Hayat sınırları zorluyor

563 36 2
                                    

1 ay sonra

Bir ay içinde aileme yardım ettim ve her şeyin düzene oturmasını sağladım. Oldukça zorlu bir 1 ay geçti aslında. Ama artık sorum yoktu. Babamın sağlığı yerine gelmişti. Bu gün ise Kore'ye geri dönüyorum.

Uçak indikten sonra taksi tutarak evime yol aldım. Saat akşam 7 civarında varmıştım eve. Hemen üstümü çıkartıp bir ramen yapıp televizyonun karşısına yığılmıştım. Bir taraftan yemek yerken bir taraftan açtığım müzik kanalındaki şarkıyı mırıldanıyordum. Yemeğimi bitirdikten sonra mutfağa bıraktım ve koltuğa geçerek yayılmama devam ettim.

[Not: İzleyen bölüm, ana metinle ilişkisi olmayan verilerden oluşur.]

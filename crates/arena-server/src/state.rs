use arena_core::config::ArenaConfig;
use arena_core::engine::generation::ResponseGenerator;
use arena_core::engine::Orchestrator;
use arena_core::redaction::RedactionPolicy;
use arena_core::storage::Store;
use std::sync::Arc;

#[derive(Clone)]
pub struct AppState {
    pub orchestrator: Arc<Orchestrator>,
    /// Applied to assistant keys in `/random_prompts`.
    pub redaction: RedactionPolicy,
}

impl AppState {
    pub fn new(store: Store, cfg: &ArenaConfig) -> Self {
        let generator = ResponseGenerator::from_settings(&cfg.generation);
        Self::with_generator(store, cfg, generator)
    }

    pub fn with_generator(store: Store, cfg: &ArenaConfig, generator: ResponseGenerator) -> Self {
        Self {
            orchestrator: Arc::new(Orchestrator::new(store, cfg, Some(generator))),
            redaction: RedactionPolicy::new(!cfg.generation.expose_assistant_keys),
        }
    }
}
pub mod schema;
pub mod store;

pub use store::{CommitOutcome, RatingChange, Store, StoreStats};
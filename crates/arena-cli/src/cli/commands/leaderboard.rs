use super::{exit_codes, open_existing};
use crate::cli::args::LeaderboardArgs;
use arena_core::config::load_or_default;
use arena_core::leaderboard::leaderboard;
use arena_core::report::console::print_leaderboard;
use arena_core::ArenaError;

pub fn run(args: LeaderboardArgs) -> anyhow::Result<i32> {
    let cfg = match load_or_default(&args.config) {
        Ok(c) => c,
        Err(e) => {
            eprintln!("config error: {}", e);
            return Ok(exit_codes::CONFIG_ERROR);
        }
    };
    let store = open_existing(&args.db.db)?;

    let entries = match leaderboard(&store, &args.scope, cfg.rating.per_use_case) {
        Ok(entries) => entries,
        Err(e @ ArenaError::UnknownUseCase(_)) => {
            eprintln!("{}", e);
            return Ok(exit_codes::FAILURE);
        }
        Err(e) => return Err(e.into()),
    };

    if args.format == "json" {
        println!("{}", serde_json::to_string_pretty(&entries)?);
    } else {
        print_leaderboard(&args.scope, &entries);
    }
    Ok(exit_codes::OK)
}
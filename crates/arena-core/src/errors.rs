use crate::engine::round::RoundState;

/// Failure modes of the comparison engine.
#[derive(Debug, thiserror::Error)]
pub enum ArenaError {
    /// The use case has fewer than two distinct origins to compare. Retryable
    /// with another category.
    #[error("not enough candidates for use case '{use_case}': found {found} distinct origin(s), need 2")]
    NotEnoughCandidates { use_case: String, found: usize },

    #[error("unknown use case '{0}'")]
    UnknownUseCase(String),

    #[error("round {0} not found or expired")]
    RoundNotFound(String),

    #[error("round {round_id} is {state}; cannot {op}")]
    InvalidRoundState {
        round_id: String,
        state: RoundState,
        op: &'static str,
    },

    #[error("round {0} has already been voted on")]
    AlreadyVoted(String),

    #[error("invalid rating state for '{origin}': score={score}")]
    InvalidRatingState { origin: String, score: f64 },

    #[error("generation failed for slot {slot}: {message}")]
    Generation { slot: char, message: String },

    #[error("server-side generation is not configured")]
    GenerationUnavailable,

    #[error(transparent)]
    Storage(#[from] anyhow::Error),
}

impl ArenaError {
    /// Stable machine-readable code.
    pub fn code(&self) -> &'static str {
        match self {
            ArenaError::NotEnoughCandidates { .. } => "E_NOT_ENOUGH_CANDIDATES",
            ArenaError::UnknownUseCase(_) => "E_UNKNOWN_USE_CASE",
            ArenaError::RoundNotFound(_) => "E_ROUND_NOT_FOUND",
            ArenaError::InvalidRoundState { .. } => "E_INVALID_ROUND_STATE",
            ArenaError::AlreadyVoted(_) => "E_ALREADY_VOTED",
            ArenaError::InvalidRatingState { .. } => "E_INVALID_RATING_STATE",
            ArenaError::Generation { .. } => "E_GENERATION",
            ArenaError::GenerationUnavailable => "E_GENERATION_UNAVAILABLE",
            ArenaError::Storage(_) => "E_STORAGE",
        }
    }

    pub fn is_retryable(&self) -> bool {
        matches!(
            self,
            ArenaError::NotEnoughCandidates { .. } | ArenaError::Generation { .. }
        )
    }
}

#[derive(Debug, thiserror::Error)]
#[error("{0}")]
pub struct ConfigError(pub String);
//! Error payloads of the HTTP boundary.

use arena_core::ArenaError;
use axum::extract::rejection::{JsonRejection, QueryRejection};
use axum::http::StatusCode;
use axum::response::{IntoResponse, Response};
use axum::Json;
use serde::Serialize;

#[derive(Debug, Clone, Serialize)]
pub struct ErrorDetail {
    pub code: String,
    pub message: String,
    pub retryable: bool,
}

#[derive(Debug, Clone, Serialize)]
pub struct ErrorResponse {
    pub error: ErrorDetail,
}

#[derive(Debug, thiserror::Error)]
pub enum ApiError {
    #[error(transparent)]
    Arena(#[from] ArenaError),

    #[error("{0}")]
    BadRequest(String),

    #[error("{0}")]
    NotFound(String),
}

impl From<JsonRejection> for ApiError {
    fn from(r: JsonRejection) -> Self {
        ApiError::BadRequest(r.body_text())
    }
}

impl From<QueryRejection> for ApiError {
    fn from(r: QueryRejection) -> Self {
        ApiError::BadRequest(r.body_text())
    }
}

impl ApiError {
    fn status(&self) -> StatusCode {
        match self {
            ApiError::BadRequest(_) => StatusCode::BAD_REQUEST,
            ApiError::NotFound(_) => StatusCode::NOT_FOUND,
            ApiError::Arena(e) => match e {
                ArenaError::NotEnoughCandidates { .. } => StatusCode::CONFLICT,
                ArenaError::UnknownUseCase(_) | ArenaError::RoundNotFound(_) => {
                    StatusCode::NOT_FOUND
                }
                ArenaError::InvalidRoundState { .. } | ArenaError::AlreadyVoted(_) => {
                    StatusCode::CONFLICT
                }
                // Failed sides come back degraded inside the round; this arm is
                // unused by the current handlers.
                ArenaError::Generation { .. } => StatusCode::BAD_GATEWAY,
                ArenaError::GenerationUnavailable => StatusCode::SERVICE_UNAVAILABLE,
                ArenaError::InvalidRatingState { .. } | ArenaError::Storage(_) => {
                    StatusCode::INTERNAL_SERVER_ERROR
                }
            },
        }
    }

    fn code(&self) -> &'static str {
        match self {
            ApiError::BadRequest(_) => "E_BAD_REQUEST",
            ApiError::NotFound(_) => "E_NOT_FOUND",
            ApiError::Arena(e) => e.code(),
        }
    }

    fn retryable(&self) -> bool {
        matches!(self, ApiError::Arena(e) if e.is_retryable())
    }
}

impl IntoResponse for ApiError {
    fn into_response(self) -> Response {
        let status = self.status();
        if status.is_server_error() {
            tracing::error!(event = "request_failed", code = self.code(), error = %self);
        }
        let body = ErrorResponse {
            error: ErrorDetail {
                code: self.code().to_string(),
                // Storage internals stay in the log.
                message: if status == StatusCode::INTERNAL_SERVER_ERROR {
                    "internal error".to_string()
                } else {
                    self.to_string()
                },
                retryable: self.retryable(),
            },
        };
        (status, Json(body)).into_response()
    }
}

pub type ApiResult<T> = Result<Json<T>, ApiError>;
pub mod assistant;
pub mod llm;
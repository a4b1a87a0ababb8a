//! Configuration types shared across crates.

use crate::session::UploadVariant;
use serde::{Deserialize, Serialize};
use std::path::PathBuf;
use std::time::Duration;

/// Server configuration.
#[derive(Clone, Debug, Serialize, Deserialize)]
pub struct ServerConfig {
    /// Bind address (e.g., "0.0.0.0:8080").
    #[serde(default = "default_bind")]
    pub bind: String,
    /// Chunk size for the eager upload variant, in bytes.
    #[serde(default = "default_eager_chunk_size")]
    pub eager_chunk_size: u64,
    /// Chunk size for the lazy upload variant, in bytes.
    #[serde(default = "default_lazy_chunk_size")]
    pub lazy_chunk_size: u64,
    /// Maximum declared file size for the eager variant, in bytes.
    #[serde(default = "default_eager_max_file_size")]
    pub eager_max_file_size: u64,
    /// Maximum declared file size for the lazy variant, in bytes.
    #[serde(default = "default_lazy_max_file_size")]
    pub lazy_max_file_size: u64,
    /// Blob-delete confirmation attempts in the deletion coordinator.
    #[serde(default = "default_delete_max_attempts")]
    pub delete_max_attempts: u32,
    /// Settling delay between blob-delete confirmation attempts, in ms.
    #[serde(default = "default_delete_settle_ms")]
    pub delete_settle_ms: u64,
    /// Enable the /metrics endpoint for Prometheus scraping (default: true).
    #[serde(default = "default_metrics_enabled")]
    pub metrics_enabled: bool,
}

impl ServerConfig {
    /// Chunk size for the given upload variant.
    pub fn chunk_size_for(&self, variant: UploadVariant) -> u64 {
        match variant {
            UploadVariant::Eager => self.eager_chunk_size,
            UploadVariant::Lazy => self.lazy_chunk_size,
        }
    }

    /// Declared-size ceiling for the given upload variant.
    pub fn max_file_size_for(&self, variant: UploadVariant) -> u64 {
        match variant {
            UploadVariant::Eager => self.eager_max_file_size,
            UploadVariant::Lazy => self.lazy_max_file_size,
        }
    }

    /// Settling delay as a [`Duration`].
    pub fn delete_settle_delay(&self) -> Duration {
        Duration::from_millis(self.delete_settle_ms)
    }

    /// Request body ceiling for chunk upload envelopes.
    ///
    /// Chunk bytes travel as base64 inside a JSON body, so the limit must
    /// cover the 4/3 encoding expansion plus envelope overhead.
    pub fn max_chunk_body_bytes(&self) -> usize {
        let largest = self.eager_chunk_size.max(self.lazy_chunk_size) as usize;
        largest + largest / 3 + 64 * 1024
    }

    /// Create a test configuration with small chunk sizes.
    ///
    /// **For testing only.** Keeps multi-chunk uploads cheap.
    pub fn for_testing() -> Self {
        Self {
            bind: "127.0.0.1:0".to_string(),
            eager_chunk_size: 3 * 1024,
            lazy_chunk_size: 5 * 1024,
            eager_max_file_size: 100 * 1024,
            lazy_max_file_size: 500 * 1024,
            delete_max_attempts: 2,
            delete_settle_ms: 0,
            metrics_enabled: false,
        }
    }
}

fn default_bind() -> String {
    "127.0.0.1:8080".to_string()
}

fn default_eager_chunk_size() -> u64 {
    crate::EAGER_CHUNK_SIZE
}

fn default_lazy_chunk_size() -> u64 {
    crate::LAZY_CHUNK_SIZE
}

fn default_eager_max_file_size() -> u64 {
    crate::EAGER_MAX_FILE_SIZE
}

fn default_lazy_max_file_size() -> u64 {
    crate::LAZY_MAX_FILE_SIZE
}

fn default_delete_max_attempts() -> u32 {
    2
}

fn default_delete_settle_ms() -> u64 {
    150
}

fn default_metrics_enabled() -> bool {
    true
}

impl Default for ServerConfig {
    fn default() -> Self {
        Self {
            bind: default_bind(),
            eager_chunk_size: default_eager_chunk_size(),
            lazy_chunk_size: default_lazy_chunk_size(),
            eager_max_file_size: default_eager_max_file_size(),
            lazy_max_file_size: default_lazy_max_file_size(),
            delete_max_attempts: default_delete_max_attempts(),
            delete_settle_ms: default_delete_settle_ms(),
            metrics_enabled: default_metrics_enabled(),
        }
    }
}

/// Object storage backend configuration.
#[derive(Clone, Debug, Serialize, Deserialize)]
#[serde(tag = "backend", rename_all = "lowercase")]
pub enum StorageConfig {
    /// Local filesystem backend.
    Filesystem {
        /// Root directory for stored objects.
        path: PathBuf,
    },
    /// S3-compatible backend.
    S3 {
        /// Bucket name.
        bucket: String,
        /// Custom endpoint (e.g., MinIO). None uses AWS.
        #[serde(default)]
        endpoint: Option<String>,
        /// Region. Defaults to us-east-1 when unset.
        #[serde(default)]
        region: Option<String>,
        /// Key prefix applied to every object.
        #[serde(default)]
        prefix: Option<String>,
        /// Static access key. Both credential fields must be set together;
        /// when unset, the ambient AWS credential chain is used.
        #[serde(default)]
        access_key_id: Option<String>,
        /// Static secret key.
        #[serde(default)]
        secret_access_key: Option<String>,
        /// Use path-style addressing (required by MinIO).
        #[serde(default)]
        force_path_style: bool,
    },
}

impl StorageConfig {
    /// Validate the configuration, returning a message on error.
    pub fn validate(&self) -> std::result::Result<(), String> {
        match self {
            Self::Filesystem { .. } => Ok(()),
            Self::S3 {
                bucket,
                access_key_id,
                secret_access_key,
                ..
            } => {
                if bucket.is_empty() {
                    return Err("s3 bucket must not be empty".to_string());
                }
                if access_key_id.is_some() != secret_access_key.is_some() {
                    return Err(
                        "access_key_id and secret_access_key must be set together".to_string()
                    );
                }
                Ok(())
            }
        }
    }
}

/// Metadata store configuration.
#[derive(Clone, Debug, Serialize, Deserialize)]
#[serde(tag = "backend", rename_all = "lowercase")]
pub enum MetadataConfig {
    /// SQLite database file.
    Sqlite {
        /// Path to the database file; created if missing.
        path: PathBuf,
    },
}

/// Top-level application configuration.
#[derive(Clone, Debug, Serialize, Deserialize)]
pub struct AppConfig {
    /// HTTP server settings.
    #[serde(default)]
    pub server: ServerConfig,
    /// Object storage backend.
    pub storage: StorageConfig,
    /// Metadata store.
    pub metadata: MetadataConfig,
}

Bir süre sonra uyuya kalmıştım.

Sabah olduğunda televizyon hala açıktı. Ve çok ilginç bir haber vardı ekranda. 'Ünlü şarkıcı Xiumin SM de stajyer olan ünlü Mi Jin ile çıktıkları onaylandı.' Uykuma tamamen açılmıştı. Şoktaydım. Exo üyelerini birer birer aramaya başarım ama telefonu açan yoktu. Bunun olduğuna hala inanamıyordum.
Bana bunu nasıl yapardı? Nasıl beni bir çöp gibi kullanıp bir kenara artardı?

Kendimi bir salalar gibi hissediyordum. Hemen hazırlanıp izinde olsam bile SM binasının yolunu tuttum. Önünde bir kalabalık vardı. Arka girişten girmeye karar verdim. Binaya girince direk çocukların konserleri için dans provası yaptıkları odaya girdim.

O kadar sert kapıyı açmıştımki cam kapı nerdeyse kırılıyordu. Herbirinin suratına büyük bir kızgınlıkla baktım. Ben Türkiyedeyken beni her şeyden haberdar edeceklerdi halbuki. Her birine kızgındım. Ama özelikle Xiumin'e.

Büyük bir haşimle onun dibine kadar gidim ve sinirimi tutamayarak elimi havaya kaldırdım tam vuracakken sinirim onun gözlerinin içine bakarak geçti. Ardınızdan çılgınlar gibi ağlayarak :

D: DAHA SANA VURMAYA KIYAMIYORUM. BUNU BANA NASIL YAPARSIN? SEN BANA NASIL KIYARSIN? Nasıl kıyarsın?

Sözüm bitmişti. Hıçkırarak ağlamaya başlamıştım. Kendimi bırakmıştım. Üyeler yanıma gelip sarılarak "Üzgünüz bunu sana söylemeliydik." Dediler.  Ama iş işten çoktan geçmişti.

Yıkık bir şekilde odadan, ardından motosikletime atlayarak binadan hızla uzaklaştım. Hava kapatmaya başlamış yağmur hafiften çiseliyordu.  Anlaşılan bu gün Kore ile birlikte ağlıyorduk. Islak ve kaygan yolda hızla ilerledim nereye gittiğimi bilmiyordum ama aklımda tek bir şey vardı. Beni sakinleştiren bir yer.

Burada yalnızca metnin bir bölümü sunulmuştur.